Nonresolving pneumonia in the setting of malignancy.

机构信息

Pulmonary, Critical Care and Sleep Medicine, Prohealthcare Association LLP, Lake Success, New York, USA.

出版信息

Curr Opin Pulm Med. 2019 Jul;25(4):331-335. doi: 10.1097/MCP.0000000000000588.

Abstract

PURPOSE OF REVIEW

This article reviews recent literature and experience in the diagnosis of nonresolving and slowly resolving pneumonia as it pertains to malignancy.

RECENT FINDINGS

Malignancy must be considered as an important cause of pneumonia that resolves slowly or has incomplete resolution. Airway obstruction is more common than malignant infiltration as a cause of pneumonia that does not resolve appropriately.
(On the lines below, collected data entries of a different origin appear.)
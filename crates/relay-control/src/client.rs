//! Relay control HTTP client.

use crate::error::RelayError;
use crate::types::*;
use async_trait::async_trait;
use reqwest::{Client, Response, StatusCode};
use std::time::Duration;
use tracing::{debug, info, instrument, warn};
use urlencoding::encode;

/// Control operations the relay exposes.
///
/// Every call is a remote call and may fail with [`RelayError::Unavailable`].
#[async_trait]
pub trait RelayControl: Send + Sync {
    /// Create the inbound. Fails with `Rejected` if the tag already exists.
    async fn configure_inbound(&self, inbound: &InboundSpec) -> Result<(), RelayError>;

    /// Remove an inbound. Fails with `NotFound` if the tag is unknown.
    async fn remove_inbound(&self, tag: &str) -> Result<(), RelayError>;

    /// Add a user entry to the inbound. The relay rejects duplicate keys.
    async fn activate_credential(
        &self,
        tag: &str,
        correlation_key: &str,
        secret: &str,
    ) -> Result<(), RelayError>;

    /// Remove a user entry. Removing an unknown key succeeds.
    async fn deactivate_credential(&self, tag: &str, correlation_key: &str)
        -> Result<(), RelayError>;

    /// Read every counter matching `pattern`. With `reset` the relay zeroes
    /// each returned counter as part of the same read.
    async fn query_counters(&self, pattern: &str, reset: bool)
        -> Result<Vec<CounterStat>, RelayError>;
}

/// Client for the relay control gateway.
#[derive(Clone, Debug)]
pub struct HttpRelayClient {
    client: Client,
    base_url: String,
}

impl HttpRelayClient {
    /// Create a client without probing the endpoint.
    pub fn new(base_url: impl Into<String>, request_timeout: Duration) -> Result<Self, RelayError> {
        let client = Client::builder()
            .timeout(request_timeout)
            .build()
            .map_err(|e| RelayError::Unavailable(e.to_string()))?;

        Ok(Self {
            client,
            base_url: base_url.into().trim_end_matches('/').to_string(),
        })
    }

    /// Create a client and wait up to `connect_timeout` for the relay to answer.
    pub async fn connect(
        base_url: impl Into<String>,
        connect_timeout: Duration,
        request_timeout: Duration,
    ) -> Result<Self, RelayError> {
        let relay = Self::new(base_url, request_timeout)?;

        let health = relay
            .client
            .get(format!("{}/health", relay.base_url))
            .timeout(connect_timeout)
            .send()
            .await?;

        if !health.status().is_success() {
            return Err(RelayError::Unavailable(format!(
                "health check returned HTTP {}",
                health.status()
            )));
        }

        info!("Connected to relay control at {}", relay.base_url);
        Ok(relay)
    }

    /// Get the configured endpoint.
    pub fn base_url(&self) -> &str {
        &self.base_url
    }

    /// Check if the relay answers its health check.
    pub async fn health_check(&self) -> bool {
        self.client
            .get(format!("{}/health", self.base_url))
            .send()
            .await
            .map(|r| r.status().is_success())
            .unwrap_or(false)
    }

    async fn check(&self, response: Response) -> Result<Response, RelayError> {
        let status = response.status();
        if status.is_success() {
            return Ok(response);
        }

        let text = response.text().await.unwrap_or_default();
        let message = serde_json::from_str::<ErrorBody>(&text)
            .map(|b| b.error)
            .ok()
            .filter(|m| !m.is_empty())
            .unwrap_or(text);

        if status.is_server_error() {
            warn!("Relay returned {}: {}", status, message);
            return Err(RelayError::Unavailable(format!("HTTP {}: {}", status, message)));
        }
        if status == StatusCode::NOT_FOUND {
            return Err(RelayError::NotFound(message));
        }

        Err(RelayError::Rejected {
            status: status.as_u16(),
            message,
        })
    }
}

#[async_trait]
impl RelayControl for HttpRelayClient {
    #[instrument(skip(self))]
    async fn configure_inbound(&self, inbound: &InboundSpec) -> Result<(), RelayError> {
        let request = ConfigureInboundRequest::vmess_ws(inbound);
        let response = self
            .client
            .put(format!("{}/v1/inbounds/{}", self.base_url, encode(&inbound.tag)))
            .json(&request)
            .send()
            .await?;
        self.check(response).await?;

        info!(
            "Configured inbound {} (port={}, path={})",
            inbound.tag, inbound.port, inbound.path
        );
        Ok(())
    }

    #[instrument(skip(self))]
    async fn remove_inbound(&self, tag: &str) -> Result<(), RelayError> {
        let response = self
            .client
            .delete(format!("{}/v1/inbounds/{}", self.base_url, encode(tag)))
            .send()
            .await?;
        self.check(response).await?;

        info!("Removed inbound {}", tag);
        Ok(())
    }

    #[instrument(skip(self, secret))]
    async fn activate_credential(
        &self,
        tag: &str,
        correlation_key: &str,
        secret: &str,
    ) -> Result<(), RelayError> {
        let request = AddUserRequest {
            email: correlation_key.to_string(),
            secret: secret.to_string(),
            level: 0,
            alter_id: 0,
        };
        let response = self
            .client
            .post(format!("{}/v1/inbounds/{}/users", self.base_url, encode(tag)))
            .json(&request)
            .send()
            .await?;
        self.check(response).await?;

        debug!("Activated {} on {}", correlation_key, tag);
        Ok(())
    }

    #[instrument(skip(self))]
    async fn deactivate_credential(
        &self,
        tag: &str,
        correlation_key: &str,
    ) -> Result<(), RelayError> {
        let response = self
            .client
            .delete(format!(
                "{}/v1/inbounds/{}/users/{}",
                self.base_url,
                encode(tag),
                encode(correlation_key)
            ))
            .send()
            .await?;

        match self.check(response).await {
            Ok(_) | Err(RelayError::NotFound(_)) => {
                debug!("Deactivated {} on {}", correlation_key, tag);
                Ok(())
            }
            Err(e) => Err(e),
        }
    }

    #[instrument(skip(self))]
    async fn query_counters(
        &self,
        pattern: &str,
        reset: bool,
    ) -> Result<Vec<CounterStat>, RelayError> {
        let request = QueryStatsRequest {
            pattern: pattern.to_string(),
            reset,
        };
        let response = self
            .client
            .post(format!("{}/v1/stats/query", self.base_url))
            .json(&request)
            .send()
            .await?;
        let response = self.check(response).await?;

        let body = response.text().await?;
        let parsed: QueryStatsResponse = serde_json::from_str(&body)?;
        let stats: Vec<CounterStat> = parsed.stat.into_iter().flatten().collect();

        debug!("Queried {} counters (pattern={:?}, reset={})", stats.len(), pattern, reset);
        Ok(stats)
    }
}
Infection due to resistant or unusual organisms must also be considered in the differential diagnosis.

SUMMARY

Nonresolving pneumonia remains an important clinical challenge. Bronchoscopic evaluation in conjunction with computed tomography and PET scanning is still the most important technique for diagnosis.

摘要

目的综述

本文回顾了最近有关非进展性和进展缓慢性肺炎的诊断文献和经验,主要涉及恶性肿瘤。

最近发现

恶性肿瘤必须被认为是导致肺炎进展缓慢或不完全吸收的重要原因。气道阻塞比恶性浸润更常见,是导致肺炎迁延不愈的原因。在鉴别诊断中,还必须考虑耐药或不常见病原体感染的可能。

总结

非进展性肺炎仍然是一个重要的临床挑战。支气管镜检查结合 CT 和 PET 扫描仍然是诊断的最重要手段。